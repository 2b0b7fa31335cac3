use serde::{Deserialize, Serialize};

use crate::domain::common::EntityMetadata;
use crate::validation::{require, require_email, require_positive_number, FieldError};

// ============================================================================
// Status state machine
// ============================================================================

/// Booking lifecycle status.
///
/// Transitions: `cancel` moves any status to `Cancelled` (idempotent),
/// `restore` moves `Cancelled` back to `Confirmed` and nothing else.
/// Editing a booking may set any status directly; that shortcut is a
/// separate path from cancel/restore on purpose.
#[derive(Debug, Clone, Copy, PartialEq, Eq, Hash, Serialize, Deserialize, Default)]
#[serde(rename_all = "lowercase")]
pub enum BookingStatus {
    Confirmed,
    #[default]
    Pending,
    Cancelled,
}

impl BookingStatus {
    pub const ALL: [BookingStatus; 3] = [
        BookingStatus::Confirmed,
        BookingStatus::Pending,
        BookingStatus::Cancelled,
    ];

    pub fn as_str(&self) -> &'static str {
        match self {
            BookingStatus::Confirmed => "confirmed",
            BookingStatus::Pending => "pending",
            BookingStatus::Cancelled => "cancelled",
        }
    }

    pub fn label(&self) -> &'static str {
        match self {
            BookingStatus::Confirmed => "Confirmed",
            BookingStatus::Pending => "Pending",
            BookingStatus::Cancelled => "Cancelled",
        }
    }

    pub fn parse(value: &str) -> Option<Self> {
        Self::ALL.iter().copied().find(|s| s.as_str() == value)
    }
}

/// Status predicate applied by the table view.
#[derive(Debug, Clone, Copy, PartialEq, Eq, Default)]
pub enum StatusFilter {
    #[default]
    All,
    Only(BookingStatus),
}

impl StatusFilter {
    pub fn admits(&self, status: BookingStatus) -> bool {
        match self {
            StatusFilter::All => true,
            StatusFilter::Only(wanted) => *wanted == status,
        }
    }

    pub fn as_id(&self) -> &'static str {
        match self {
            StatusFilter::All => "all",
            StatusFilter::Only(status) => status.as_str(),
        }
    }

    pub fn from_id(id: &str) -> Option<Self> {
        if id == "all" {
            return Some(StatusFilter::All);
        }
        BookingStatus::parse(id).map(StatusFilter::Only)
    }
}

/// Per-row action buttons. The set is derived from the status: cancelled
/// rows offer view/restore, everything else view/edit/cancel.
#[derive(Debug, Clone, Copy, PartialEq, Eq)]
pub enum RowAction {
    View,
    Edit,
    Cancel,
    Restore,
}

// ============================================================================
// Record
// ============================================================================

/// One booking row. The identifier is assigned once and never changes.
#[derive(Debug, Clone, Serialize, Deserialize)]
pub struct Booking {
    pub id: String,
    pub customer_name: String,
    pub package: String,
    pub travel_date: String,
    pub amount: f64,
    pub status: BookingStatus,
    pub email: String,
    pub phone: String,
    pub passport: String,
    pub notes: String,
    pub metadata: EntityMetadata,
}

impl Booking {
    /// Any status → `Cancelled`. Returns whether anything changed, so a
    /// repeat cancel stays a cosmetic no-op.
    pub fn cancel(&mut self) -> bool {
        if self.status == BookingStatus::Cancelled {
            return false;
        }
        self.status = BookingStatus::Cancelled;
        self.metadata.touch();
        true
    }

    /// `Cancelled` → `Confirmed`. Restore never returns a booking to
    /// `Pending`; on any other status this is a guarded no-op.
    pub fn restore(&mut self) -> bool {
        if self.status != BookingStatus::Cancelled {
            return false;
        }
        self.status = BookingStatus::Confirmed;
        self.metadata.touch();
        true
    }

    /// Apply an edit. The identifier stays untouched; the status from the
    /// draft is applied directly, whatever the current status is.
    pub fn apply(&mut self, draft: &BookingDraft) {
        self.customer_name = draft.customer_name.trim().to_string();
        self.package = draft.package.trim().to_string();
        self.travel_date = draft.travel_date.trim().to_string();
        self.amount = draft.amount.trim().parse().unwrap_or(self.amount);
        self.status = draft.status;
        self.email = draft.email.trim().to_string();
        self.phone = draft.phone.trim().to_string();
        self.passport = draft.passport.trim().to_string();
        self.notes = draft.notes.trim().to_string();
        self.metadata.touch();
    }

    pub fn actions(&self) -> &'static [RowAction] {
        match self.status {
            BookingStatus::Cancelled => &[RowAction::View, RowAction::Restore],
            _ => &[RowAction::View, RowAction::Edit, RowAction::Cancel],
        }
    }

    /// Textual representation the search box matches against, mirroring a
    /// row's visible cell text.
    pub fn search_text(&self) -> String {
        format!(
            "{} {} {} {} {} {}",
            self.id,
            self.customer_name,
            self.package,
            self.travel_date,
            self.amount,
            self.status.label()
        )
    }

    /// Case-insensitive substring match over the row text. An empty term
    /// matches everything.
    pub fn matches_search(&self, term: &str) -> bool {
        let term = term.trim().to_lowercase();
        if term.is_empty() {
            return true;
        }
        self.search_text().to_lowercase().contains(&term)
    }
}

// ============================================================================
// Draft / form DTO
// ============================================================================

/// Form-side representation of a booking: everything is a string until
/// validation passes.
#[derive(Debug, Clone, Default, Serialize, Deserialize)]
pub struct BookingDraft {
    pub customer_name: String,
    pub package: String,
    pub travel_date: String,
    pub amount: String,
    pub status: BookingStatus,
    pub email: String,
    pub phone: String,
    pub passport: String,
    pub notes: String,
}

impl BookingDraft {
    pub fn from_booking(booking: &Booking) -> Self {
        Self {
            customer_name: booking.customer_name.clone(),
            package: booking.package.clone(),
            travel_date: booking.travel_date.clone(),
            amount: booking.amount.to_string(),
            status: booking.status,
            email: booking.email.clone(),
            phone: booking.phone.clone(),
            passport: booking.passport.clone(),
            notes: booking.notes.clone(),
        }
    }

    pub fn validate(&self) -> Result<(), Vec<FieldError>> {
        let errors: Vec<FieldError> = [
            require("customer_name", &self.customer_name),
            require("package", &self.package),
            require("travel_date", &self.travel_date),
            require_positive_number("amount", &self.amount),
            require_email("email", &self.email),
        ]
        .into_iter()
        .flatten()
        .collect();

        if errors.is_empty() {
            Ok(())
        } else {
            Err(errors)
        }
    }

    /// Build a new record from a validated draft.
    pub fn into_booking(self, id: String) -> Booking {
        Booking {
            id,
            customer_name: self.customer_name.trim().to_string(),
            package: self.package.trim().to_string(),
            travel_date: self.travel_date.trim().to_string(),
            amount: self.amount.trim().parse().unwrap_or(0.0),
            status: self.status,
            email: self.email.trim().to_string(),
            phone: self.phone.trim().to_string(),
            passport: self.passport.trim().to_string(),
            notes: self.notes.trim().to_string(),
            metadata: EntityMetadata::new(),
        }
    }
}

#[cfg(test)]
mod tests {
    use super::*;

    fn booking(status: BookingStatus) -> Booking {
        Booking {
            id: "BK-1001".to_string(),
            customer_name: "Ahmed Hassan".to_string(),
            package: "Premium Umrah Package".to_string(),
            travel_date: "2025-10-12".to_string(),
            amount: 2400.0,
            status,
            email: "ahmed@example.com".to_string(),
            phone: "+1 234-567-8900".to_string(),
            passport: "AB123456".to_string(),
            notes: String::new(),
            metadata: EntityMetadata::new(),
        }
    }

    #[test]
    fn test_cancel_from_any_status() {
        for status in BookingStatus::ALL {
            let mut b = booking(status);
            b.cancel();
            assert_eq!(b.status, BookingStatus::Cancelled);
        }
    }

    #[test]
    fn test_cancel_is_idempotent() {
        let mut b = booking(BookingStatus::Cancelled);
        assert!(!b.cancel());
        assert_eq!(b.status, BookingStatus::Cancelled);
    }

    #[test]
    fn test_cancel_then_restore_always_confirms() {
        // The round trip through Cancelled lands on Confirmed no matter
        // where it started, Pending included.
        for status in BookingStatus::ALL {
            let mut b = booking(status);
            b.cancel();
            assert!(b.restore());
            assert_eq!(b.status, BookingStatus::Confirmed);
        }
    }

    #[test]
    fn test_restore_requires_cancelled() {
        let mut b = booking(BookingStatus::Pending);
        assert!(!b.restore());
        assert_eq!(b.status, BookingStatus::Pending);
    }

    #[test]
    fn test_action_buttons_follow_status() {
        assert_eq!(
            booking(BookingStatus::Cancelled).actions(),
            &[RowAction::View, RowAction::Restore]
        );
        for status in [BookingStatus::Confirmed, BookingStatus::Pending] {
            assert_eq!(
                booking(status).actions(),
                &[RowAction::View, RowAction::Edit, RowAction::Cancel]
            );
        }
    }

    #[test]
    fn test_edit_can_set_any_status_directly() {
        let mut b = booking(BookingStatus::Cancelled);
        let mut draft = BookingDraft::from_booking(&b);
        draft.status = BookingStatus::Pending;
        b.apply(&draft);
        assert_eq!(b.status, BookingStatus::Pending);
    }

    #[test]
    fn test_apply_keeps_identifier() {
        let mut b = booking(BookingStatus::Confirmed);
        let mut draft = BookingDraft::from_booking(&b);
        draft.customer_name = "Sarah Smith".to_string();
        b.apply(&draft);
        assert_eq!(b.id, "BK-1001");
        assert_eq!(b.customer_name, "Sarah Smith");
    }

    #[test]
    fn test_search_is_case_insensitive() {
        let b = booking(BookingStatus::Confirmed);
        assert!(b.matches_search("HASSAN"));
        assert!(b.matches_search("premium"));
        assert!(b.matches_search("bk-1001"));
        assert!(b.matches_search(""));
        assert!(!b.matches_search("smith"));
    }

    #[test]
    fn test_status_filter_composition() {
        assert!(StatusFilter::All.admits(BookingStatus::Pending));
        assert!(StatusFilter::Only(BookingStatus::Cancelled).admits(BookingStatus::Cancelled));
        assert!(!StatusFilter::Only(BookingStatus::Cancelled).admits(BookingStatus::Confirmed));
        assert_eq!(StatusFilter::from_id("all"), Some(StatusFilter::All));
        assert_eq!(
            StatusFilter::from_id("cancelled"),
            Some(StatusFilter::Only(BookingStatus::Cancelled))
        );
        assert_eq!(StatusFilter::from_id("archived"), None);
    }

    #[test]
    fn test_draft_validation() {
        let valid = BookingDraft::from_booking(&booking(BookingStatus::Confirmed));
        assert!(valid.validate().is_ok());

        let mut missing_name = valid.clone();
        missing_name.customer_name = "  ".to_string();
        let errors = missing_name.validate().unwrap_err();
        assert!(errors.iter().any(|e| e.field == "customer_name"));

        let mut bad_email = valid.clone();
        bad_email.email = "not-an-email".to_string();
        let errors = bad_email.validate().unwrap_err();
        assert!(errors.iter().any(|e| e.field == "email"));

        let mut bad_amount = valid;
        bad_amount.amount = "lots".to_string();
        let errors = bad_amount.validate().unwrap_err();
        assert!(errors.iter().any(|e| e.field == "amount"));
    }
}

+ + + +

▶ [What to work on] The answer should consist solely of the lines from the first line above through the one with "pub enum StatusFilter", both included, repeated exactly.

▶ [Problem solution]
repository 2b0b7fa31335cac3
use serde::{Deserialize, Serialize};

use crate::domain::common::EntityMetadata;
use crate::validation::{require, require_email, require_positive_number, FieldError};

// ============================================================================
// Status state machine
// ============================================================================

/// Booking lifecycle status.
///
/// Transitions: `cancel` moves any status to `Cancelled` (idempotent),
/// `restore` moves `Cancelled` back to `Confirmed` and nothing else.
/// Editing a booking may set any status directly; that shortcut is a
/// separate path from cancel/restore on purpose.
#[derive(Debug, Clone, Copy, PartialEq, Eq, Hash, Serialize, Deserialize, Default)]
#[serde(rename_all = "lowercase")]
pub enum BookingStatus {
    Confirmed,
    #[default]
    Pending,
    Cancelled,
}

impl BookingStatus {
    pub const ALL: [BookingStatus; 3] = [
        BookingStatus::Confirmed,
        BookingStatus::Pending,
        BookingStatus::Cancelled,
    ];

    pub fn as_str(&self) -> &'static str {
        match self {
            BookingStatus::Confirmed => "confirmed",
            BookingStatus::Pending => "pending",
            BookingStatus::Cancelled => "cancelled",
        }
    }

    pub fn label(&self) -> &'static str {
        match self {
            BookingStatus::Confirmed => "Confirmed",
            BookingStatus::Pending => "Pending",
            BookingStatus::Cancelled => "Cancelled",
        }
    }

    pub fn parse(value: &str) -> Option<Self> {
        Self::ALL.iter().copied().find(|s| s.as_str() == value)
    }
}

/// Status predicate applied by the table view.
#[derive(Debug, Clone, Copy, PartialEq, Eq, Default)]
pub enum StatusFilter {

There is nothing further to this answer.